Losing retail investors are trading, while profitable retail investors are resting.

CN
1 day ago

The more frequently you trade, the less you stop, and the harder it becomes to sustain profits.

Author: Pickle Cat

Translation: Deep Tide TechFlow

Want to stop losing money in the cryptocurrency market? First, stop your day trading!

Because for the average investor, day trading is structurally a "scam."

This article is long, but if you are willing to spend 120 seconds reading it, I guarantee you will thank yourself years later.

I started trading in my teenage years.

I had victories that made me feel like "Batman," and I also experienced painful failures that shattered me inside and that I am still recovering from.

I have tried every trading strategy that an average investor can find.

For an entire year, I was obsessed with day trading, thinking it would allow me to turn things around, but I failed so miserably that every recollection of it stings.

My profit and loss statement (PNL) was so bad that the money I made from the Bitcoin automatic purchase plan I set up for my grandmother was more than what I earned.

Later, I transitioned into a low-frequency swing trader, rarely adjusting my positions. After making a profit, I would decisively exit and then pause trading for a while.

It was only then that my life began to improve, and everything started to become clear.

I am not a saint. I write this to save that young, foolish, naive, and impulsive version of myself.

First, as an average day trader, you are engaging in high-frequency trading without any informational advantage (no real order flow, no clear liquidity map, no market maker position information, no execution advantage, nothing).

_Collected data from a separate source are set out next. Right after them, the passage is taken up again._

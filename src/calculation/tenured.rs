//! Bonus calculation for employees with more than one year at the company.
//!
//! The bonus is the daily salary multiplied by the number of bonus days the
//! company grants. The days come from company policy and are supplied
//! directly, never computed.

use rust_decimal::Decimal;

use crate::models::{AuditStep, TenuredInput};

use super::daily_rate::{DAYS_PER_MONTH, LEGAL_REF, daily_salary};
use super::rounding::round2;

/// The result of a tenured bonus calculation.
#[derive(Debug, Clone)]
pub struct TenuredBonusResult {
    /// The bonus owed, rounded to 2 decimal places.
    pub amount: Decimal,
    /// The unrounded salary for one day.
    pub daily_salary: Decimal,
    /// Audit steps recording the calculation.
    pub audit_steps: Vec<AuditStep>,
}

/// Computes `round2(monthly_salary / 30 * bonus_days)`.
///
/// Inputs are expected to be validated (both positive). This is a pure
/// function: identical inputs always give identical output.
///
/// # Examples
///
/// ```
/// use aguinaldo_engine::calculation::calculate_tenured_bonus;
/// use rust_decimal::Decimal;
///
/// let amount = calculate_tenured_bonus(Decimal::from(9000), Decimal::from(15));
/// assert_eq!(amount.to_string(), "4500.00");
/// ```
pub fn calculate_tenured_bonus(monthly_salary: Decimal, bonus_days: Decimal) -> Decimal {
    round2(daily_salary(monthly_salary) * bonus_days)
}

/// Calculates a tenured bonus with an audit trail.
///
/// Produces two steps: deriving the daily salary, then applying the bonus
/// days and rounding.
///
/// # Arguments
///
/// * `input` - The validated tenured input
/// * `step_number` - The step number of the first audit step
pub fn calculate_tenured(input: &TenuredInput, step_number: u32) -> TenuredBonusResult {
    let daily = daily_salary(input.monthly_salary);
    let amount = calculate_tenured_bonus(input.monthly_salary, input.bonus_days);

    let daily_step = AuditStep {
        step_number,
        rule_id: "daily_salary".to_string(),
        rule_name: "Daily Salary".to_string(),
        clause_ref: LEGAL_REF.to_string(),
        input: serde_json::json!({
            "monthly_salary": input.monthly_salary.to_string(),
            "days_per_month": DAYS_PER_MONTH.to_string()
        }),
        output: serde_json::json!({
            "daily_salary": daily.normalize().to_string()
        }),
        reasoning: format!(
            "${} / {} = ${}",
            input.monthly_salary.normalize(),
            DAYS_PER_MONTH,
            daily.round_dp(4).normalize()
        ),
    };

    let bonus_step = AuditStep {
        step_number: step_number + 1,
        rule_id: "tenured_bonus".to_string(),
        rule_name: "Tenured Bonus".to_string(),
        clause_ref: LEGAL_REF.to_string(),
        input: serde_json::json!({
            "daily_salary": daily.normalize().to_string(),
            "bonus_days": input.bonus_days.to_string()
        }),
        output: serde_json::json!({
            "bonus_amount": amount.to_string()
        }),
        reasoning: format!(
            "${} x {} days = ${}",
            daily.round_dp(4).normalize(),
            input.bonus_days.normalize(),
            amount
        ),
    };

    TenuredBonusResult {
        amount,
        daily_salary: daily,
        audit_steps: vec![daily_step, bonus_step],
    }
}

#[cfg(test)]
mod tests {
    use super::*;
    use proptest::prelude::*;
    use std::str::FromStr;

    fn dec(s: &str) -> Decimal {
        Decimal::from_str(s).unwrap()
    }

    fn input(salary: &str, days: &str) -> TenuredInput {
        TenuredInput {
            monthly_salary: dec(salary),
            bonus_days: dec(days),
        }
    }

    #[test]
    fn test_statutory_minimum_for_9000() {
        assert_eq!(calculate_tenured_bonus(dec("9000"), dec("15")), dec("4500.00"));
    }

    #[test]
    fn test_result_always_has_two_decimal_places() {
        assert_eq!(
            calculate_tenured_bonus(dec("9000"), dec("15")).to_string(),
            "4500.00"
        );
    }

    #[test]
    fn test_third_decimal_is_rounded() {
        // 3703.68 / 30 = 123.456
        assert_eq!(calculate_tenured_bonus(dec("3703.68"), dec("1")), dec("123.46"));
    }

    #[test]
    fn test_non_round_daily_salary() {
        // 10000 / 30 * 20 = 6666.666...
        assert_eq!(calculate_tenured_bonus(dec("10000"), dec("20")), dec("6666.67"));
    }

    #[test]
    fn test_intermediate_daily_salary_is_not_rounded() {
        // Rounding 333.33 first would give 9999.90
        assert_eq!(calculate_tenured_bonus(dec("10000"), dec("30")), dec("10000.00"));
    }

    #[test]
    fn test_fractional_bonus_days() {
        assert_eq!(calculate_tenured_bonus(dec("9000"), dec("15.5")), dec("4650.00"));
    }

    #[test]
    fn test_audited_calculation_matches_pure_function() {
        let result = calculate_tenured(&input("12345.67", "22"), 1);
        assert_eq!(
            result.amount,
            calculate_tenured_bonus(dec("12345.67"), dec("22"))
        );
    }

    #[test]
    fn test_audit_steps_are_numbered_from_step_number() {
        let result = calculate_tenured(&input("9000", "15"), 4);

        assert_eq!(result.audit_steps.len(), 2);
        assert_eq!(result.audit_steps[0].step_number, 4);
        assert_eq!(result.audit_steps[0].rule_id, "daily_salary");
        assert_eq!(result.audit_steps[1].step_number, 5);
        assert_eq!(result.audit_steps[1].rule_id, "tenured_bonus");
        assert_eq!(result.audit_steps[1].clause_ref, "LFT art. 87");
    }

    #[test]
    fn test_audit_reasoning_explains_calculation() {
        let result = calculate_tenured(&input("9000", "15"), 1);

        assert_eq!(result.daily_salary, dec("300"));
        assert_eq!(result.audit_steps[0].reasoning, "$9000 / 30 = $300");
        assert_eq!(result.audit_steps[1].reasoning, "$300 x 15 days = $4500.00");
        assert_eq!(
            result.audit_steps[1].output["bonus_amount"].as_str().unwrap(),
            "4500.00"
        );
    }

    fn money() -> impl Strategy<Value = Decimal> {
        (1i64..=100_000_000i64).prop_map(|cents| Decimal::new(cents, 2))
    }

    fn days() -> impl Strategy<Value = Decimal> {
        (1i64..=36_500i64).prop_map(|tenths| Decimal::new(tenths, 1))
    }

    proptest! {
        #[test]
        fn prop_matches_formula(salary in money(), bonus_days in days()) {
            let expected = round2(salary / Decimal::from(30) * bonus_days);
            prop_assert_eq!(calculate_tenured_bonus(salary, bonus_days), expected);
        }

        #[test]
        fn prop_is_non_negative(salary in money(), bonus_days in days()) {
            prop_assert!(calculate_tenured_bonus(salary, bonus_days) >= Decimal::ZERO);
        }

        #[test]
        fn prop_is_idempotent(salary in money(), bonus_days in days()) {
            prop_assert_eq!(
                calculate_tenured_bonus(salary, bonus_days),
                calculate_tenured_bonus(salary, bonus_days)
            );
        }

        #[test]
        fn prop_has_two_decimal_places(salary in money(), bonus_days in days()) {
            prop_assert_eq!(calculate_tenured_bonus(salary, bonus_days).scale(), 2);
        }
    }
}
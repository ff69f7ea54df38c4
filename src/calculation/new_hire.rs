//! Bonus calculation for employees with less than one year at the company.
//!
//! A full 15-day bonus is accrued evenly over a 365-day year and paid in
//! proportion to the days actually worked between the start date and the
//! payment date.

use chrono::NaiveDate;
use rust_decimal::Decimal;

use crate::models::{AuditStep, NewHireInput};

use super::daily_rate::{DAYS_PER_YEAR, LEGAL_REF, STATUTORY_BONUS_DAYS, daily_bonus_rate};
use super::days_worked::whole_days_between;
use super::rounding::round2;

/// The result of a new-hire bonus calculation.
#[derive(Debug, Clone)]
pub struct NewHireBonusResult {
    /// The bonus owed, rounded to 2 decimal places.
    pub amount: Decimal,
    /// Whole days between the start date and the payment date.
    pub days_worked: i64,
    /// The unrounded bonus accrued per day worked.
    pub daily_bonus_rate: Decimal,
    /// Audit steps recording the calculation.
    pub audit_steps: Vec<AuditStep>,
}

/// Computes `round2((monthly_salary / 30 * 15) / 365 * days_worked)`.
///
/// Inputs are expected to be validated, with `end_date >= start_date`. If a
/// caller passes dates in the wrong order anyway, days worked is clamped to
/// zero so the amount is never negative.
///
/// # Examples
///
/// ```
/// use aguinaldo_engine::calculation::calculate_new_hire_bonus;
/// use chrono::NaiveDate;
/// use rust_decimal::Decimal;
///
/// let amount = calculate_new_hire_bonus(
///     Decimal::from(9000),
///     NaiveDate::from_ymd_opt(2024, 1, 1).unwrap(),
///     NaiveDate::from_ymd_opt(2024, 12, 20).unwrap(),
/// );
/// assert_eq!(amount.to_string(), "4364.38");
/// ```
pub fn calculate_new_hire_bonus(
    monthly_salary: Decimal,
    start_date: NaiveDate,
    end_date: NaiveDate,
) -> Decimal {
    let days_worked = whole_days_between(start_date, end_date).max(0);
    round2(daily_bonus_rate(monthly_salary) * Decimal::from(days_worked))
}

/// Calculates a new-hire bonus with an audit trail.
///
/// Produces three steps: counting days worked, deriving the daily bonus
/// rate, then prorating and rounding.
///
/// # Arguments
///
/// * `input` - The validated new-hire input
/// * `step_number` - The step number of the first audit step
pub fn calculate_new_hire(input: &NewHireInput, step_number: u32) -> NewHireBonusResult {
    let raw_days = whole_days_between(input.start_date, input.end_date);
    let days_worked = raw_days.max(0);
    let rate = daily_bonus_rate(input.monthly_salary);
    let amount = calculate_new_hire_bonus(input.monthly_salary, input.start_date, input.end_date);

    let days_step = AuditStep {
        step_number,
        rule_id: "days_worked".to_string(),
        rule_name: "Days Worked".to_string(),
        clause_ref: LEGAL_REF.to_string(),
        input: serde_json::json!({
            "start_date": input.start_date.to_string(),
            "end_date": input.end_date.to_string()
        }),
        output: serde_json::json!({
            "days_worked": days_worked,
            "clamped": raw_days < 0
        }),
        reasoning: format!(
            "{} - {} = {} days",
            input.end_date, input.start_date, days_worked
        ),
    };

    let rate_step = AuditStep {
        step_number: step_number + 1,
        rule_id: "daily_bonus_rate".to_string(),
        rule_name: "Daily Bonus Rate".to_string(),
        clause_ref: LEGAL_REF.to_string(),
        input: serde_json::json!({
            "monthly_salary": input.monthly_salary.to_string(),
            "statutory_bonus_days": STATUTORY_BONUS_DAYS.to_string(),
            "days_per_year": DAYS_PER_YEAR.to_string()
        }),
        output: serde_json::json!({
            "daily_bonus_rate": rate.normalize().to_string()
        }),
        reasoning: format!(
            "(${} / 30 x {}) / {} = ${}",
            input.monthly_salary.normalize(),
            STATUTORY_BONUS_DAYS,
            DAYS_PER_YEAR,
            rate.round_dp(4).normalize()
        ),
    };

    let bonus_step = AuditStep {
        step_number: step_number + 2,
        rule_id: "new_hire_bonus".to_string(),
        rule_name: "Prorated Bonus".to_string(),
        clause_ref: LEGAL_REF.to_string(),
        input: serde_json::json!({
            "daily_bonus_rate": rate.normalize().to_string(),
            "days_worked": days_worked
        }),
        output: serde_json::json!({
            "bonus_amount": amount.to_string()
        }),
        reasoning: format!(
            "${} x {} days = ${}",
            rate.round_dp(4).normalize(),
            days_worked,
            amount
        ),
    };

    NewHireBonusResult {
        amount,
        days_worked,
        daily_bonus_rate: rate,
        audit_steps: vec![days_step, rate_step, bonus_step],
    }
}
//! Input validation for the aguinaldo engine.
//!
//! Raw form text is checked here before any calculation is attempted. A
//! submission either produces a fully validated [`crate::models::BonusInput`]
//! or a set of field-scoped errors; the calculator never sees invalid data.

mod fields;
mod validator;

pub use fields::{
    DATE_FORMAT, DateWindow, MAX_INPUT_VALUE, validate_bonus_days, validate_date, validate_monthly_salary,
    validate_positive_number,
};
pub use validator::InputValidator;
//! Aguinaldo engine HTTP server.
//!
//! Reads `AGUINALDO_CONFIG_DIR` and `AGUINALDO_BIND_ADDR` from the
//! environment and serves `/calculate` and `/validate`.

use std::env;

use aguinaldo_engine::api::{create_router, AppState};
use aguinaldo_engine::config::ConfigLoader;
use aguinaldo_engine::preferences::PreferenceStore;
use tracing::info;
use tracing_subscriber::{layer::SubscriberExt, util::SubscriberInitExt};

const DEFAULT_CONFIG_DIR: &str = "./config/aguinaldo";
const DEFAULT_BIND_ADDR: &str = "127.0.0.1:3000";

#[tokio::main]
async fn main() {
    init_logging();

    let config_dir = env::var("AGUINALDO_CONFIG_DIR").unwrap_or_else(|_| DEFAULT_CONFIG_DIR.into());
    let bind_addr = env::var("AGUINALDO_BIND_ADDR").unwrap_or_else(|_| DEFAULT_BIND_ADDR.into());

    let config = match ConfigLoader::load(&config_dir) {
        Ok(config) => config,
        Err(e) => {
            eprintln!("Error: {}", e);
            std::process::exit(1);
        }
    };

    let preferences = PreferenceStore::load(&config.display().preferences_path);
    info!(
        engine = %config.engine().name,
        version = %config.engine().version,
        legal_ref = %config.engine().legal_ref,
        theme = ?preferences.theme(),
        "Configuration loaded"
    );

    let router = create_router(AppState::new(config));

    let listener = match tokio::net::TcpListener::bind(&bind_addr).await {
        Ok(listener) => listener,
        Err(e) => {
            eprintln!("Error: failed to bind {}: {}", bind_addr, e);
            std::process::exit(1);
        }
    };

    info!(addr = %bind_addr, "Listening");
    if let Err(e) = axum::serve(listener, router).await {
        eprintln!("Error: {}", e);
        std::process::exit(1);
    }
}

/// Initialize logging with tracing
fn init_logging() {
    tracing_subscriber::registry()
        .with(
            tracing_subscriber::EnvFilter::try_from_default_env()
                .unwrap_or_else(|_| "aguinaldo_engine=info".into()),
        )
        .with(tracing_subscriber::fmt::layer())
        .init();
}
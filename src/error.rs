//! Error types for the aguinaldo engine.
//!
//! This module provides strongly-typed errors using the `thiserror` crate
//! for all error conditions that can occur outside the pure formulas.

use thiserror::Error;

use crate::models::FieldErrors;

/// The main error type for the aguinaldo engine.
///
/// # Example
///
/// ```
/// use aguinaldo_engine::error::EngineError;
///
/// let error = EngineError::ConfigNotFound {
///     path: "/missing/policy.yaml".to_string(),
/// };
/// assert_eq!(error.to_string(), "Configuration file not found: /missing/policy.yaml");
/// ```
#[derive(Debug, Error)]
pub enum EngineError {
    /// Configuration file was not found at the specified path.
    #[error("Configuration file not found: {path}")]
    ConfigNotFound {
        /// The path that was not found.
        path: String,
    },

    /// Configuration file could not be parsed.
    #[error("Failed to parse configuration file '{path}': {message}")]
    ConfigParseError {
        /// The path to the file that failed to parse.
        path: String,
        /// A description of the parse error.
        message: String,
    },

    /// One or more input fields were rejected.
    #[error("Validation failed: {errors}")]
    Validation {
        /// The invalid fields and why.
        errors: FieldErrors,
    },

    /// The display preference file could not be written.
    #[error("Failed to write preferences '{path}': {message}")]
    PreferenceWriteError {
        /// The path of the preference file.
        path: String,
        /// A description of the write error.
        message: String,
    },
}

impl From<FieldErrors> for EngineError {
    fn from(errors: FieldErrors) -> Self {
        EngineError::Validation { errors }
    }
}

/// A type alias for Results that return EngineError.
pub type EngineResult<T> = Result<T, EngineError>;

#[cfg(test)]
mod tests {
    use super::*;
    use crate::models::{Field, ValidationErrorKind};

    #[test]
    fn test_config_not_found_displays_path() {
        let error = EngineError::ConfigNotFound {
            path: "/missing/file.yaml".to_string(),
        };
        assert_eq!(
            error.to_string(),
            "Configuration file not found: /missing/file.yaml"
        );
    }

    #[test]
    fn test_config_parse_error_displays_path_and_message() {
        let error = EngineError::ConfigParseError {
            path: "/config/bad.yaml".to_string(),
            message: "invalid YAML syntax".to_string(),
        };
        assert_eq!(
            error.to_string(),
            "Failed to parse configuration file '/config/bad.yaml': invalid YAML syntax"
        );
    }

    #[test]
    fn test_validation_displays_field_messages() {
        let mut errors = FieldErrors::new();
        errors.insert(Field::MonthlySalary, ValidationErrorKind::NotPositive);
        let error: EngineError = errors.into();

        assert_eq!(
            error.to_string(),
            "Validation failed: monthly_salary: Debe ser mayor a 0."
        );
    }

    #[test]
    fn test_preference_write_error_displays_path_and_message() {
        let error = EngineError::PreferenceWriteError {
            path: "/readonly/preferences.yaml".to_string(),
            message: "permission denied".to_string(),
        };
        assert_eq!(
            error.to_string(),
            "Failed to write preferences '/readonly/preferences.yaml': permission denied"
        );
    }

    #[test]
    fn test_errors_implement_std_error() {
        fn assert_error<T: std::error::Error>() {}
        assert_error::<EngineError>();
    }

    #[test]
    fn test_error_propagation_with_question_mark() {
        fn returns_config_not_found() -> EngineResult<()> {
            Err(EngineError::ConfigNotFound {
                path: "/test".to_string(),
            })
        }

        fn propagates_error() -> EngineResult<()> {
            returns_config_not_found()?;
            Ok(())
        }

        assert!(propagates_error().is_err());
    }
}
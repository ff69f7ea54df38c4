//! Currency rounding.

use rust_decimal::{Decimal, RoundingStrategy};

/// Number of decimal places every bonus amount is rounded to.
pub const CURRENCY_DECIMAL_PLACES: u32 = 2;

/// Rounds an amount to exactly 2 decimal places, half away from zero.
///
/// Only final amounts are rounded; formula intermediates keep full precision.
///
/// # Examples
///
/// ```
/// use aguinaldo_engine::calculation::round2;
/// use rust_decimal::Decimal;
/// use std::str::FromStr;
///
/// assert_eq!(round2(Decimal::from_str("123.456").unwrap()).to_string(), "123.46");
/// assert_eq!(round2(Decimal::from_str("123.455").unwrap()).to_string(), "123.46");
/// assert_eq!(round2(Decimal::from(4500)).to_string(), "4500.00");
/// ```
pub fn round2(amount: Decimal) -> Decimal {
    let mut rounded = amount.round_dp_with_strategy(
        CURRENCY_DECIMAL_PLACES,
        RoundingStrategy::MidpointAwayFromZero,
    );
    // round_dp never adds scale, so whole amounts would print as "4500".
    rounded.rescale(CURRENCY_DECIMAL_PLACES);
    rounded
}

#[cfg(test)]
mod tests {
    use super::*;
    use std::str::FromStr;

    fn dec(s: &str) -> Decimal {
        Decimal::from_str(s).unwrap()
    }

    #[test]
    fn test_third_decimal_rounds_up() {
        assert_eq!(round2(dec("123.456")), dec("123.46"));
    }

    #[test]
    fn test_third_decimal_rounds_down() {
        assert_eq!(round2(dec("123.454")), dec("123.45"));
    }

    #[test]
    fn test_midpoint_rounds_away_from_zero() {
        assert_eq!(round2(dec("0.125")), dec("0.13"));
        assert_eq!(round2(dec("-0.125")), dec("-0.13"));
    }

    #[test]
    fn test_whole_amount_gets_two_decimal_places() {
        let rounded = round2(dec("4500"));
        assert_eq!(rounded.scale(), 2);
        assert_eq!(rounded.to_string(), "4500.00");
    }

    #[test]
    fn test_long_fraction_is_truncated_to_two_places() {
        let rounded = round2(dec("4364.3835616438356164383561644"));
        assert_eq!(rounded.to_string(), "4364.38");
    }

    #[test]
    fn test_zero_rounds_to_zero() {
        assert_eq!(round2(Decimal::ZERO).to_string(), "0.00");
    }
}
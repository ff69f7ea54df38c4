//! Date difference in whole days.

use chrono::NaiveDate;

/// Returns `end - start` in whole calendar days.
///
/// The result is negative when `end` precedes `start`; callers decide how to
/// treat that.
///
/// # Examples
///
/// ```
/// use aguinaldo_engine::calculation::whole_days_between;
/// use chrono::NaiveDate;
///
/// let start = NaiveDate::from_ymd_opt(2024, 1, 1).unwrap();
/// let end = NaiveDate::from_ymd_opt(2024, 12, 20).unwrap();
/// assert_eq!(whole_days_between(start, end), 354);
/// ```
pub fn whole_days_between(start: NaiveDate, end: NaiveDate) -> i64 {
    end.signed_duration_since(start).num_days()
}
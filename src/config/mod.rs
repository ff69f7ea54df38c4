//! Configuration loading and management for the aguinaldo engine.
//!
//! This module loads the engine metadata, statutory policy, and display
//! settings from YAML files.
//!
//! # Example
//!
//! ```no_run
//! use aguinaldo_engine::config::ConfigLoader;
//!
//! let config = ConfigLoader::load("./config/aguinaldo").unwrap();
//! println!("Rules: {}", config.engine().legal_ref);
//! ```

mod loader;
mod types;

pub use loader::ConfigLoader;
pub use types::{AguinaldoConfig, DisplayConfig, EngineMetadata, PaymentDeadline, PolicyConfig};
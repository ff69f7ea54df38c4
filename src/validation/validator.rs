//! Whole-input validation for both bonus scenarios.

use chrono::NaiveDate;
use tracing::debug;

use crate::models::{
    BonusInput, Field, FieldErrors, NewHireInput, RawBonusInput, RawNewHireInput,
    RawTenuredInput, TenuredInput, ValidationErrorKind,
};

use super::fields::{DateWindow, validate_bonus_days, validate_date, validate_monthly_salary};

/// Validates raw form input into the typed inputs the calculator accepts.
///
/// Every field is checked; each invalid field gets exactly one error and
/// valid fields never pick up errors from their neighbours. The only
/// cross-field rule, payment date before start date, is reported on
/// `end_date` and only once both dates are individually valid.
///
/// # Example
///
/// ```
/// use aguinaldo_engine::models::{Field, RawTenuredInput, ValidationErrorKind};
/// use aguinaldo_engine::validation::{DateWindow, InputValidator};
/// use chrono::NaiveDate;
///
/// let validator = InputValidator::new(
///     DateWindow::default(),
///     NaiveDate::from_ymd_opt(2024, 12, 20).unwrap(),
/// );
/// let raw = RawTenuredInput {
///     monthly_salary: Some("9000".to_string()),
///     bonus_days: Some("0".to_string()),
/// };
///
/// let errors = validator.validate_tenured(&raw).unwrap_err();
/// assert_eq!(errors.get(Field::BonusDays), Some(ValidationErrorKind::NotPositive));
/// assert_eq!(errors.get(Field::MonthlySalary), None);
/// ```
#[derive(Debug, Clone, Copy)]
pub struct InputValidator {
    window: DateWindow,
    today: NaiveDate,
}

impl InputValidator {
    /// Creates a validator accepting dates inside `window` up to `today`.
    pub fn new(window: DateWindow, today: NaiveDate) -> Self {
        Self { window, today }
    }

    /// Returns the date window this validator enforces.
    pub fn window(&self) -> DateWindow {
        self.window
    }

    /// Returns the date this validator treats as today.
    pub fn today(&self) -> NaiveDate {
        self.today
    }

    /// Validates a tenured input.
    pub fn validate_tenured(&self, raw: &RawTenuredInput) -> Result<TenuredInput, FieldErrors> {
        let mut errors = FieldErrors::new();

        let monthly_salary = record(
            &mut errors,
            Field::MonthlySalary,
            validate_monthly_salary(raw.monthly_salary.as_deref()),
        );
        let bonus_days = record(
            &mut errors,
            Field::BonusDays,
            validate_bonus_days(raw.bonus_days.as_deref()),
        );

        match (monthly_salary, bonus_days) {
            (Some(monthly_salary), Some(bonus_days)) => Ok(TenuredInput {
                monthly_salary,
                bonus_days,
            }),
            _ => {
                debug!(errors = %errors, "Tenured input rejected");
                Err(errors)
            }
        }
    }

    /// Validates a new-hire input.
    pub fn validate_new_hire(&self, raw: &RawNewHireInput) -> Result<NewHireInput, FieldErrors> {
        let mut errors = FieldErrors::new();

        let monthly_salary = record(
            &mut errors,
            Field::MonthlySalary,
            validate_monthly_salary(raw.monthly_salary.as_deref()),
        );
        let start_date = record(
            &mut errors,
            Field::StartDate,
            validate_date(raw.start_date.as_deref(), &self.window, self.today),
        );
        let end_date = record(
            &mut errors,
            Field::EndDate,
            validate_date(raw.end_date.as_deref(), &self.window, self.today),
        );

        if let (Some(start), Some(end)) = (start_date, end_date) {
            if end < start {
                errors.insert(Field::EndDate, ValidationErrorKind::InvalidRange);
            }
        }

        match (monthly_salary, start_date, end_date) {
            (Some(monthly_salary), Some(start_date), Some(end_date)) if errors.is_empty() => {
                Ok(NewHireInput {
                    monthly_salary,
                    start_date,
                    end_date,
                })
            }
            _ => {
                debug!(errors = %errors, "New hire input rejected");
                Err(errors)
            }
        }
    }

    /// Validates an input for either scenario.
    pub fn validate(&self, raw: &RawBonusInput) -> Result<BonusInput, FieldErrors> {
        match raw {
            RawBonusInput::Tenured(raw) => self.validate_tenured(raw).map(BonusInput::Tenured),
            RawBonusInput::NewHire(raw) => self.validate_new_hire(raw).map(BonusInput::NewHire),
        }
    }

    /// Validates a single field of a raw input in isolation.
    ///
    /// Returns `None` when the field is valid or does not belong to the
    /// input's scenario. The date-order rule is applied to `end_date` when
    /// `start_date` is itself valid.
    pub fn validate_field(&self, raw: &RawBonusInput, field: Field) -> Option<ValidationErrorKind> {
        match (raw, field) {
            (RawBonusInput::Tenured(raw), Field::MonthlySalary) => {
                validate_monthly_salary(raw.monthly_salary.as_deref()).err()
            }
            (RawBonusInput::Tenured(raw), Field::BonusDays) => {
                validate_bonus_days(raw.bonus_days.as_deref()).err()
            }
            (RawBonusInput::NewHire(raw), Field::MonthlySalary) => {
                validate_monthly_salary(raw.monthly_salary.as_deref()).err()
            }
            (RawBonusInput::NewHire(raw), Field::StartDate) => {
                validate_date(raw.start_date.as_deref(), &self.window, self.today).err()
            }
            (RawBonusInput::NewHire(raw), Field::EndDate) => self.validate_end_date(raw).err(),
            _ => None,
        }
    }

    fn validate_end_date(&self, raw: &RawNewHireInput) -> Result<NaiveDate, ValidationErrorKind> {
        let end = validate_date(raw.end_date.as_deref(), &self.window, self.today)?;
        match validate_date(raw.start_date.as_deref(), &self.window, self.today) {
            Ok(start) if end < start => Err(ValidationErrorKind::InvalidRange),
            _ => Ok(end),
        }
    }
}

/// Stores a field's error, if any, and returns the parsed value otherwise.
fn record<T>(
    errors: &mut FieldErrors,
    field: Field,
    result: Result<T, ValidationErrorKind>,
) -> Option<T> {
    match result {
        Ok(value) => Some(value),
        Err(kind) => {
            errors.insert(field, kind);
            None
        }
    }
}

If you only trade a few times each quarter, you might survive.

But what if you trade more than 10 times a week?

Even if you possess the world's strongest "discipline" and "risk management" skills, mathematics will ultimately lead you to a crushing defeat.

The reason average investors fail is not that they have never won, but that they have never stopped. The only outcome of high-frequency trading is: destruction.

This is why I set up a "penalty system" for myself; if I exceed the quarterly trading limit, I will be penalized.

Every significant loss I have experienced was due to continuing to trade after a big win instead of stopping in time.

All my big wins (and the victories that truly allowed me to keep the money for a long time) came because I seized a major market movement and then chose to rest and remain calm.

This pattern is so obvious, it hurts.

"Winning" is not about suddenly making a lot of money; true "winning" is being able to keep that money rather than losing it all the following year.

Now I see 14-year-olds on TikTok calling themselves day traders, drawing a few lines on TradingView, thinking that by buying some "master's" course or joining a Discord group, they have mastered some executable trading system.

This disgusts me. If they knew they were gambling, I wouldn't mind; at least they would be aware they are playing a game.

But the current day trading craze is even bigger than the "shopping agent craze" of 2016 and 2017. And we all know how that craze ended.

People underestimate the difficulty of trading while severely overestimating their own abilities.

The problem is not just mathematical. Yes, the more frequently you trade, the less you stop, and the harder it becomes to sustain profits.

The real issue is that young average traders truly believe that as long as they have "discipline" and "risk management," they are not gambling at all. They think day trading is a "skill" that can be executed like a daily habit.

This applies not only to cryptocurrency day trading but also to the U.S. stock market and almost all other markets.

High-frequency trading is only suitable for institutions.

Take the U.S. stock market as an example.

Do you know what institutional traders do not look at? Candlestick charts and TradingView.

They use Bloomberg terminals, which contain data that average investors will never see.

Of course, you might already know this. But 14 to 18-year-olds do not. They think their indicators are the same tools that all traders use.

This is the real danger.

If you know you are gambling, at least a part of you will know when to stop.

But once you believe this is a "system," you will never be able to stop.

You will keep clicking until the market has completely drained you.

Day Trading: A Casino Disguised as a Café

It really is like a disguised casino.

When you walk into Las Vegas or Macau, you know what kind of place you are entering. You see the lights, the gambling tables, the dealers, the noisy sounds. Your brain immediately realizes: this is gambling.

But today's day trading is like a casino disguised as a café.

Novice traders walk in thinking they are there to "learn a skill," unaware that they are sitting at a table specifically designed to slowly drain them.

So they won't stop.

This is the essence of the entire tragedy, not the losses themselves.

What is truly sad is that they really believe they are not gambling; it is this belief that keeps them going until they lose everything.

As for those average traders who seem to be "making money" (like I once did)… honestly, most of them just caught a wave of market movement.

They had good luck at the right time, combined with a bit of discipline learned from previous losses, which finally taught them to stop after winning.

Even so, such lucky individuals make up less than one percent of all average traders.

Making money in trading is not actually difficult; the real challenge is how to keep that money.